View in original language

(Português)

Tempo de preparo

30 min(s)

Porções

10 servings

Larissa Januário

@larissajanuario
  • Ingredients
  • Recipe
  • Radish500 g
  • Rice Vinegar150 ml
  • Water150 ml
  • Coriander seed1 teaspoon
  • Cumin1 teaspoon
  • Demerara sugar1/2 cup
  • Kafir lime leaves2 unit(s)
  • Girl's Finger Pepper1 unit(s)
  • Pepper1 coffee spoon
  • Salt1 teaspoon
  1. Cut the radishes into slices as thin as possible (use a mandolin).
  2. Salt the radish and let it rest for about 5 minutes on a sieve to drain the water it will release.
  3. Meanwhile prepare the canned syrup by mixing all the other ingredients in a small pan. The pepper must remain whole. Bring to a boil until it boils.
  4. Turn off the heat and stir well to ensure all the sugar has dissolved.
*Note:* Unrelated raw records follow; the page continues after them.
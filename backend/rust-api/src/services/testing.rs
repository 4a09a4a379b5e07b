//! Deterministic collaborators for unit tests.

use std::collections::BTreeMap;
use std::time::Duration;

use super::autosave::TimerQueue;
use crate::models::session::TimerId;

/// Virtual-clock timer queue; time only moves through [`ManualTimers::advance`].
#[derive(Debug, Default)]
pub(crate) struct ManualTimers {
    now: Duration,
    next_id: u64,
    due: BTreeMap<TimerId, Duration>,
    cancelled: Vec<TimerId>,
}

impl ManualTimers {
    pub(crate) fn now(&self) -> Duration {
        self.now
    }

    pub(crate) fn live(&self) -> usize {
        self.due.len()
    }

    pub(crate) fn live_ids(&self) -> Vec<TimerId> {
        self.due.keys().copied().collect()
    }

    pub(crate) fn cancelled(&self) -> &[TimerId] {
        &self.cancelled
    }

    /// Move the clock forward and return the timers that came due, in order.
    pub(crate) fn advance(&mut self, by: Duration) -> Vec<TimerId> {
        self.now += by;
        let mut fired: Vec<(Duration, TimerId)> = self
            .due
            .iter()
            .filter(|(_, at)| **at <= self.now)
            .map(|(id, at)| (*at, *id))
            .collect();
        fired.sort();
        for (_, id) in &fired {
            self.due.remove(id);
        }
        fired.into_iter().map(|(_, id)| id).collect()
    }
}

impl TimerQueue for ManualTimers {
    fn schedule(&mut self, delay: Duration) -> TimerId {
        self.next_id += 1;
        let id = TimerId(self.next_id);
        self.due.insert(id, self.now.saturating_add(delay));
        id
    }

    fn cancel(&mut self, id: TimerId) {
        if self.due.remove(&id).is_some() {
            self.cancelled.push(id);
        }
    }
}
Let cool.
  5. Go back to the radishes. Squeeze it to get all the water out. Then pour the cold syrup over them. You may or may not strain this syrup. I prefer to leave it with the herbs and spices.
  6. Mix well and transfer to a container with a lid. You can taste it right away, but it tastes much better after 10 days in the fridge.
  7. This pickle goes great with pork sandwiches, salads and blue cheeses.